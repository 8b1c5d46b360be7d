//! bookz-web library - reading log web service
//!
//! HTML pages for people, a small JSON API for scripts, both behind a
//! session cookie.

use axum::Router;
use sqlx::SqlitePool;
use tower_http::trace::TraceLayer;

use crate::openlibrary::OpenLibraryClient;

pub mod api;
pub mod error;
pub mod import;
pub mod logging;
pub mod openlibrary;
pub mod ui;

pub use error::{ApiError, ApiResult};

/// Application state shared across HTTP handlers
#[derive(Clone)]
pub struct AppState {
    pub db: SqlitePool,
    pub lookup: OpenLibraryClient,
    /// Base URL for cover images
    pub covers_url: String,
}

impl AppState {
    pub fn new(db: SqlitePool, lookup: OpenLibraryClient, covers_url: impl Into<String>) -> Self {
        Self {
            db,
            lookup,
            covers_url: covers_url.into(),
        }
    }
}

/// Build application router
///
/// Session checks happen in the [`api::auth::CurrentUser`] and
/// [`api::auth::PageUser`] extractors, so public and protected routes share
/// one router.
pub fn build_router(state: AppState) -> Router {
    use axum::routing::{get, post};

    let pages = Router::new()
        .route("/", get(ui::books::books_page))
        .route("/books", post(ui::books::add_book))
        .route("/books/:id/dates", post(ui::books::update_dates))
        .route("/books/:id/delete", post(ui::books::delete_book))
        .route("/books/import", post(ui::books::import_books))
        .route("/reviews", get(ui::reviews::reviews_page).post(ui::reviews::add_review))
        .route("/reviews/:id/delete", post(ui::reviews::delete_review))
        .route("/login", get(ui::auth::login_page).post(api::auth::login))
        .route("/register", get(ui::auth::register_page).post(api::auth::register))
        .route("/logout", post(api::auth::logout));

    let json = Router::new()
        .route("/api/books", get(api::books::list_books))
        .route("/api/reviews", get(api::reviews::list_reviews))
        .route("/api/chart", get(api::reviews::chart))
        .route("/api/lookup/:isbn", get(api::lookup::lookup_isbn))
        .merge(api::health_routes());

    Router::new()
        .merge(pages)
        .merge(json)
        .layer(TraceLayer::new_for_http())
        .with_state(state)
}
□ □ □ □
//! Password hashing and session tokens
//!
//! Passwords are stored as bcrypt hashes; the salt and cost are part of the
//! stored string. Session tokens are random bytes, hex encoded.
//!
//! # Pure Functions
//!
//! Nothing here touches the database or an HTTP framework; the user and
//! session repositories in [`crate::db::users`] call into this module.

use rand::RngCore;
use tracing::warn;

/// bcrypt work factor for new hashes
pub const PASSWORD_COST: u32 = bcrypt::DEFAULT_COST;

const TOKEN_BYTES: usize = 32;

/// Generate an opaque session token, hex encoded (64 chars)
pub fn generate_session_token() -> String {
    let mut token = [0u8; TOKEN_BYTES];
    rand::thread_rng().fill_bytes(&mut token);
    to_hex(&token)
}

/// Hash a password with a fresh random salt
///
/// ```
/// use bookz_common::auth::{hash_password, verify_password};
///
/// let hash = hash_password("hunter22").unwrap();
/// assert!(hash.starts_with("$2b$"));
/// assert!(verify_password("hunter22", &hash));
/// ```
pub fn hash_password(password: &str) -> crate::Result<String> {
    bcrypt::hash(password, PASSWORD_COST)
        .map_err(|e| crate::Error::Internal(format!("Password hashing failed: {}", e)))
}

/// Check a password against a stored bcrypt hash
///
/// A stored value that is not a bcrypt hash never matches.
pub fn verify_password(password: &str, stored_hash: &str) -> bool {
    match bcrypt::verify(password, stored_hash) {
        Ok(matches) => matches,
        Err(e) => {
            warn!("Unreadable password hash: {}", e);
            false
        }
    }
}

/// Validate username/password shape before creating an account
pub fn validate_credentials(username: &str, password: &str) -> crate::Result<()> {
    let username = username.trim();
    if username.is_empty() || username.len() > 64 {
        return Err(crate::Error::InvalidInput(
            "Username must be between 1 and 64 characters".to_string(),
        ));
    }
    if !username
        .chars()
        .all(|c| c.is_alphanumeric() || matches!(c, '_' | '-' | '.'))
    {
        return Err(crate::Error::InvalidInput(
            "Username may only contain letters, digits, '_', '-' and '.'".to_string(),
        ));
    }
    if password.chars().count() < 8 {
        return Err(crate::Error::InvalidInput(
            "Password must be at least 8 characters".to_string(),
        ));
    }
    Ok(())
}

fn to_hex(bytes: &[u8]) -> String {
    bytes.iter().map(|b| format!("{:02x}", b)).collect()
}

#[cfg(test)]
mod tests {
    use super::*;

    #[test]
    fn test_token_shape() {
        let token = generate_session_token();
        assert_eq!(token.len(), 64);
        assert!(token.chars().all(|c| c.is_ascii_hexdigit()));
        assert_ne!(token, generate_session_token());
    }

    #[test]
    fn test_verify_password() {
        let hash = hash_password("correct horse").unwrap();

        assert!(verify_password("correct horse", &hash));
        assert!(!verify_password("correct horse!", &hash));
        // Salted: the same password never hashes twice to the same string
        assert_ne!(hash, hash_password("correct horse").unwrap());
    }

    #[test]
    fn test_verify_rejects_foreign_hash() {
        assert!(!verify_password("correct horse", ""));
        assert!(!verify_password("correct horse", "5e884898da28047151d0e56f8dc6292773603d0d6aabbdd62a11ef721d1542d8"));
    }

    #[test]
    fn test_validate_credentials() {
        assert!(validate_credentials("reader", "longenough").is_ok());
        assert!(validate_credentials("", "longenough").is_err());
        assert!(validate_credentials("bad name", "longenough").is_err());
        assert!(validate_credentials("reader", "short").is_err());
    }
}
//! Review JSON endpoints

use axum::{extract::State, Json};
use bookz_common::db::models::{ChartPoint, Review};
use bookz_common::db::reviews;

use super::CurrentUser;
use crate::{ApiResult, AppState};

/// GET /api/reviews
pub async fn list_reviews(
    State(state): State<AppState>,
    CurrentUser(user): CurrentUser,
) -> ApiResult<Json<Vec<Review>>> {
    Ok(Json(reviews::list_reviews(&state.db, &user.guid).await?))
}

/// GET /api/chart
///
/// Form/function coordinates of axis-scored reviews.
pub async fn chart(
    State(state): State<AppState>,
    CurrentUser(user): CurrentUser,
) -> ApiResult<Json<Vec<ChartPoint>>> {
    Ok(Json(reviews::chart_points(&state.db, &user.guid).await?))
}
□ □ □ □
THE PROBLEM: Lines above containing "Self": how many? Reply with the number only.

ANSWER SECTION: 2